*DATASET RECORDS*:
use std::fs::{File, OpenOptions};
use std::path::{Path, PathBuf};
use std::time::{Duration, Instant};

/// Advisory file lock serializing writers of one progress record.
///
/// Uses platform-native flock (Unix) so that several tally processes (a
/// `watch` and a one-shot `check`, say) never interleave writes. The lock
/// file itself is left in place; only the flock is released on drop.
pub struct FileLock {
    _file: File,
    path: PathBuf,
}

/// Error type for lock operations
#[derive(Debug, thiserror::Error)]
pub enum LockError {
    #[error("could not create lock file at {path}: {source}")]
    CreateError {
        path: PathBuf,
        source: std::io::Error,
    },
    #[error("could not acquire lock on {path}: another tally process may be writing")]
    Timeout { path: PathBuf },
}

impl FileLock {
    /// Acquire `<dir>/<name>.lock`, blocking up to `timeout`.
    pub fn acquire(dir: &Path, name: &str, timeout: Duration) -> Result<Self, LockError> {
        let lock_path = dir.join(format!("{}.lock", name));
        let file = OpenOptions::new()
            .create(true)
            .write(true)
            .truncate(false)
            .open(&lock_path)
            .map_err(|e| LockError::CreateError {
                path: lock_path.clone(),
                source: e,
            })?;

        let start = Instant::now();
        loop {
            match try_lock(&file) {
                Ok(()) => {
                    return Ok(FileLock {
                        _file: file,
                        path: lock_path,
                    });
                }
                Err(_) if start.elapsed() < timeout => {
                    std::thread::sleep(Duration::from_millis(10));
                }
                Err(_) => {
                    return Err(LockError::Timeout { path: lock_path });
                }
            }
        }
    }

    /// Acquire with default timeout (5 seconds)
    pub fn acquire_default(dir: &Path, name: &str) -> Result<Self, LockError> {
        Self::acquire(dir, name, Duration::from_secs(5))
    }

    pub fn path(&self) -> &Path {
        &self.path
    }
}

/// Try to acquire an exclusive flock on the file (non-blocking)
#[cfg(unix)]
fn try_lock(file: &File) -> Result<(), std::io::Error> {
    use std::os::unix::io::AsRawFd;
    let fd = file.as_raw_fd();
    let result = unsafe { libc::flock(fd, libc::LOCK_EX | libc::LOCK_NB) };
    if result == 0 {
        Ok(())
    } else {
        Err(std::io::Error::last_os_error())
    }
}

#[cfg(not(unix))]
fn try_lock(_file: &File) -> Result<(), std::io::Error> {
    Ok(())
}
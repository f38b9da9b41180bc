use std::io::{self, Write};
use std::path::Path;

use tempfile::NamedTempFile;

/// Write `content` to `path` atomically using a temp file + rename.
pub fn atomic_write(path: &Path, content: &[u8]) -> io::Result<()> {
    let dir = path.parent().unwrap_or(Path::new("."));
    let mut tmp = NamedTempFile::new_in(dir)?;
    tmp.write_all(content)?;
    tmp.flush()?;
    tmp.persist(path).map_err(|e| e.error)?;
    Ok(())
}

*EXERCISE DIRECTIONS*:
Of all the lines in the data above, show only those that hold the word "PathBuf".

*RESULT*:
use std::path::{Path, PathBuf};
    path: PathBuf,
        path: PathBuf,
    Timeout { path: PathBuf },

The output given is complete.